Con: It Can Destroy Privacy
Modern Fintech often only works because it digitizes our behavior on a deep level. When you use an app like Uber or book an Airbnb, you are generating a mass go information. Banks are starting to use behavioral analysis to optimize things like credit scores or interest rates. By looking at your spending patterns. On an even more basic level, those who have access to your financial information can also build a picture of your movements. Who your friends are and what sorts of causes you support.
With the prospect of cash going the way of the Dodo, there may be a chilling effect on the things that people do. But would prefer to remain private. From buying adult entertainment to donating money to certain causes, there is a long list of legal and legitimate things one would nonetheless prefer no record of.

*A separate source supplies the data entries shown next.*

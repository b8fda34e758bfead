// Self-checks for the `bluecap test` command
//
// Each check drives the library through one end-to-end scenario and reports
// a failed expectation as an error instead of panicking.

use anyhow::{ensure, Result};
use bluecap_core::futures::AlreadyCompletedFault;
use bluecap_core::{ExecutionContexts, Future, FutureError, Promise, StreamPromise};
use parking_lot::Mutex;
use std::sync::Arc;
use std::time::Duration;

const WAIT: Duration = Duration::from_secs(5);

pub type Check = fn(&ExecutionContexts) -> Result<()>;

pub const CHECKS: &[(&str, Check)] = &[
    ("Immediate callbacks run before succeed returns", immediate_callbacks),
    ("Stream capacity bounds only the backlog", stream_capacity),
    ("flat_map propagates inner failure", flat_map_failure),
    ("Double completion is refused or raised", double_completion),
    ("Cancelling one subscription spares the other", cancel_isolation),
    ("Serial context keeps callback order", serial_order),
];

fn immediate_callbacks(contexts: &ExecutionContexts) -> Result<()> {
    let promise = Promise::<i32>::new();
    let seen = Arc::new(Mutex::new(Vec::new()));
    for _ in 0..2 {
        let seen = Arc::clone(&seen);
        promise
            .future()
            .on_success(&contexts.immediate(), move |v| seen.lock().push(v));
    }
    promise.succeed(42);
    ensure!(*seen.lock() == [42, 42], "callbacks saw {:?}", seen.lock());
    Ok(())
}

fn stream_capacity(contexts: &ExecutionContexts) -> Result<()> {
    let promise = StreamPromise::<()>::new(Some(2));
    let failures = Arc::new(Mutex::new(Vec::new()));
    let sink = Arc::clone(&failures);
    promise
        .stream()
        .on_failure(&contexts.immediate(), None, move |e| sink.lock().push(e));

    for i in 0..3 {
        promise.push_error(FutureError::custom(format!("failure {i}")));
    }

    let failures = failures.lock();
    ensure!(failures.len() == 3, "observed {} failures", failures.len());
    ensure!(
        failures[2] == FutureError::custom("failure 2"),
        "out of order: {:?}",
        *failures
    );
    Ok(())
}

fn flat_map_failure(contexts: &ExecutionContexts) -> Result<()> {
    let inner = Promise::<u8>::new();
    let inner_future = inner.future();
    let chained = Future::succeeded(1u8).flat_map(&contexts.immediate(), move |_| inner_future);
    inner.fail(FutureError::custom("boom"));
    ensure!(
        chained.result() == Some(Err(FutureError::custom("boom"))),
        "chain ended with {:?}",
        chained.result()
    );
    Ok(())
}

fn double_completion(_contexts: &ExecutionContexts) -> Result<()> {
    let promise = Promise::<u8>::new();
    ensure!(promise.try_succeed(1), "first completion refused");
    ensure!(!promise.try_succeed(2), "second completion accepted");

    // The strict variant panics; keep the default hook from printing it
    let hook = std::panic::take_hook();
    std::panic::set_hook(Box::new(|_| {}));
    let strict = std::panic::catch_unwind(std::panic::AssertUnwindSafe(|| promise.succeed(3)));
    std::panic::set_hook(hook);
    ensure!(
        matches!(&strict, Err(payload) if AlreadyCompletedFault::is_payload(payload.as_ref())),
        "strict second completion did not raise"
    );

    ensure!(
        promise.future().result() == Some(Ok(1)),
        "result changed after completion"
    );
    Ok(())
}

fn cancel_isolation(contexts: &ExecutionContexts) -> Result<()> {
    let promise = contexts.stream_promise::<u32>();
    let stream = promise.stream();
    let (cancelled, _) = stream.subscribe(&contexts.immediate());
    let (kept, _) = stream.subscribe(&contexts.immediate());

    promise.push(1);
    cancelled.cancel();
    promise.push(2);

    ensure!(cancelled.try_next() == Some(Ok(1)), "missing entry before cancel");
    ensure!(
        cancelled.try_next() == Some(Err(FutureError::Cancelled)),
        "cancelled subscription not notified"
    );
    ensure!(cancelled.try_next().is_none(), "cancelled subscription kept going");
    ensure!(kept.try_next() == Some(Ok(1)), "other subscription lost entry 1");
    ensure!(kept.try_next() == Some(Ok(2)), "other subscription lost entry 2");
    Ok(())
}

fn serial_order(contexts: &ExecutionContexts) -> Result<()> {
    let serial = contexts.serial();
    let futures: Vec<_> = (0..20u32)
        .map(|i| Future::spawn(&serial, move || Ok(i)))
        .collect();
    let order = Arc::new(Mutex::new(Vec::new()));
    for future in &futures {
        let order = Arc::clone(&order);
        future.on_success(&serial, move |v| order.lock().push(v));
    }
    let last = Future::spawn(&serial, || Ok(()));
    ensure!(last.wait_timeout(WAIT).is_some(), "serial context stalled");
    // Callbacks registered after spawn may queue behind `last`; flush once more
    ensure!(
        Future::spawn(&serial, || Ok(())).wait_timeout(WAIT).is_some(),
        "serial context stalled"
    );
    let order = order.lock();
    ensure!(
        *order == (0..20).collect::<Vec<_>>(),
        "serial callbacks ran as {:?}",
        *order
    );
    Ok(())
}
//! Combining several Futures into one

use super::context::{MaxStackDepthContext, SharedContext};
use super::error::{FutureError, FutureResult};
use super::future::{Future, Promise};
use std::sync::Arc;

/// Nesting depth after which `fold` hops to the caller's context
pub const DEFAULT_MAX_STACK_DEPTH: usize = 20;

/// Reduce `futures` in iteration order.
///
/// Fails with the first failure in iteration order, even when a later
/// Future fails earlier in time.
pub fn fold<T, R, I, F>(context: &SharedContext, futures: I, initial: R, combine: F) -> Future<R>
where
    T: Clone + Send + 'static,
    R: Clone + Send + 'static,
    I: IntoIterator<Item = Future<T>>,
    F: Fn(R, T) -> FutureResult<R> + Send + Sync + 'static,
{
    fold_with_depth(context, DEFAULT_MAX_STACK_DEPTH, futures, initial, combine)
}

/// `fold` with an explicit inline nesting limit
pub fn fold_with_depth<T, R, I, F>(
    context: &SharedContext,
    max_stack_depth: usize,
    futures: I,
    initial: R,
    combine: F,
) -> Future<R>
where
    T: Clone + Send + 'static,
    R: Clone + Send + 'static,
    I: IntoIterator<Item = Future<T>>,
    F: Fn(R, T) -> FutureResult<R> + Send + Sync + 'static,
{
    let chain_context = MaxStackDepthContext::shared(max_stack_depth, Arc::clone(context));
    let combine = Arc::new(combine);

    futures
        .into_iter()
        .fold(Future::succeeded(initial), |accumulated, next| {
            let combine = Arc::clone(&combine);
            let element_context = Arc::clone(context);
            accumulated.flat_map(&chain_context, move |acc| {
                next.map(&element_context, move |value| combine(acc, value))
            })
        })
}

/// Collect every value, preserving input order
pub fn sequence<T, I>(context: &SharedContext, futures: I) -> Future<Vec<T>>
where
    T: Clone + Send + 'static,
    I: IntoIterator<Item = Future<T>>,
{
    fold(context, futures, Vec::new(), |mut values, value| {
        values.push(value);
        Ok(values)
    })
}

/// Map each item to a Future and collect the values in input order
pub fn traverse<A, T, I, F>(context: &SharedContext, items: I, f: F) -> Future<Vec<T>>
where
    T: Clone + Send + 'static,
    I: IntoIterator<Item = A>,
    F: FnMut(A) -> Future<T>,
{
    sequence(context, items.into_iter().map(f))
}

/// Race: completes with whichever input completes first.
///
/// An empty input fails immediately with `NoSuchElement`.
pub fn first_completed<T, I>(context: &SharedContext, futures: I) -> Future<T>
where
    T: Clone + Send + 'static,
    I: IntoIterator<Item = Future<T>>,
{
    let promise = Promise::new();
    let mut any = false;
    for future in futures {
        any = true;
        let racer = promise.clone();
        future.on_complete(context, move |result| {
            racer.try_complete(result);
        });
    }
    if !any {
        promise.fail(FutureError::NoSuchElement);
    }
    promise.future()
}

#[cfg(test)]
mod tests {
    use super::*;
    use crate::futures::context::{ImmediateContext, PoolContext};
    use std::time::Duration;

    const WAIT: Duration = Duration::from_secs(5);

    fn immediate() -> SharedContext {
        ImmediateContext::shared()
    }

    #[test]
    fn test_sequence_preserves_input_order() {
        let promises: Vec<Promise<u32>> = (0..4).map(|_| Promise::new()).collect();
        let all = sequence(&immediate(), promises.iter().map(Promise::future));

        // Complete out of order
        for i in [3, 1, 0, 2] {
            promises[i].succeed(i as u32 * 10);
        }
        assert_eq!(all.result(), Some(Ok(vec![0, 10, 20, 30])));
    }

    #[test]
    fn test_sequence_fails_with_first_failure_in_order() {
        let first = Promise::<u8>::new();
        let second = Promise::<u8>::new();
        let all = sequence(&immediate(), [first.future(), second.future()]);

        second.fail(FutureError::custom("second"));
        assert!(!all.is_completed());
        first.fail(FutureError::custom("first"));
        assert_eq!(all.result(), Some(Err(FutureError::custom("first"))));
    }

    #[test]
    fn test_fold_sums() {
        let futures = (1..=10).map(Future::succeeded);
        let total = fold(&immediate(), futures, 0u64, |acc, v| Ok(acc + v));
        assert_eq!(total.result(), Some(Ok(55)));
    }

    #[test]
    fn test_fold_combine_error() {
        let futures = vec![Future::succeeded(1), Future::succeeded(2)];
        let result = fold(&immediate(), futures, 0, |_, v| {
            if v == 2 {
                Err(FutureError::InvalidValue)
            } else {
                Ok(v)
            }
        });
        assert_eq!(result.result(), Some(Err(FutureError::InvalidValue)));
    }

    #[test]
    fn test_fold_long_chain_hops_to_pool() {
        let pool = PoolContext::new(2).unwrap().shared();
        let futures = (0..5000).map(|_| Future::succeeded(1u32));
        let total = fold_with_depth(&pool, 8, futures, 0u32, |acc, v| Ok(acc + v));
        assert_eq!(total.wait_timeout(WAIT), Some(Ok(5000)));
    }

    #[test]
    fn test_traverse_and_empty_inputs() {
        let doubled = traverse(&immediate(), vec![1, 2, 3], |v| Future::succeeded(v * 2));
        assert_eq!(doubled.result(), Some(Ok(vec![2, 4, 6])));

        let empty = sequence::<u8, _>(&immediate(), Vec::new());
        assert_eq!(empty.result(), Some(Ok(vec![])));
    }

    #[test]
    fn test_first_completed_wins_race() {
        let slow = Promise::<&str>::new();
        let fast = Promise::<&str>::new();
        let race = first_completed(&immediate(), [slow.future(), fast.future()]);

        fast.succeed("fast");
        slow.succeed("slow");
        assert_eq!(race.result(), Some(Ok("fast")));
    }

    #[test]
    fn test_first_completed_with_timer() {
        let pool = PoolContext::new(1).unwrap();
        let read = Promise::<u8>::new();
        let timeout = Duration::from_millis(20);
        let race = first_completed(
            &pool.shared(),
            [
                read.future(),
                Future::after(&pool, timeout, Err(FutureError::Timeout(timeout))),
            ],
        );
        assert_eq!(
            race.wait_timeout(WAIT),
            Some(Err(FutureError::Timeout(timeout)))
        );
        // A late read no longer changes the outcome
        read.succeed(1);
        assert_eq!(race.result(), Some(Err(FutureError::Timeout(timeout))));
    }

    #[test]
    fn test_first_completed_empty_fails() {
        let race = first_completed::<u8, _>(&immediate(), Vec::new());
        assert_eq!(race.result(), Some(Err(FutureError::NoSuchElement)));
    }
}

Con: It Can End the Informal Economy
In theory, everyone in a society has to pay their taxes. Contributing to the communal fund that pays for public goods. In practice, the state can’t tax income and trade it can’t see. There are plenty of people who either supplement their formal sector income or live entirely from informal trade.
There are several forms of Fintech that seriously threaten the viability of the informal sector. The elimination of cash through digital money and cheap mobile payment is primary here. Recording and digitizing all transactions means giving the state deep insight into everyone’s financial activities. This will surely allow them to maximize taxation. Also, perhaps, in the long run, this will make for a better society as a whole. In the short to medium term however, it could lead to the impoverishment of the most vulnerable members of society, as they are subjected to a tax burden their markets simply can’t handle.
Of course, other forms of Fintech such as Bitcoin may allow informal sector activity to continue. World powers are however always looking for ways to remove anonymity from trade and that includes cryptocurrencies.
Fintech: Pros & Cons
What’s the point of looking at the pros and cons of the Fintech revolution? After all, where there’s profit to be made it’s hardly likely that we could put the brakes on this particular steam train. The point is that the hype around Fintech can be too optimistic. At the same time, the good that Fintech could do for us can be obscured by misunderstanding. The most important point is that EVERYONE will be affected by these technologies. It’s not just something that people who work in finance have to worry about. On balance, the pros and cons of Fintech look to be a net positive for society but never underestimate the power of unintended consequences.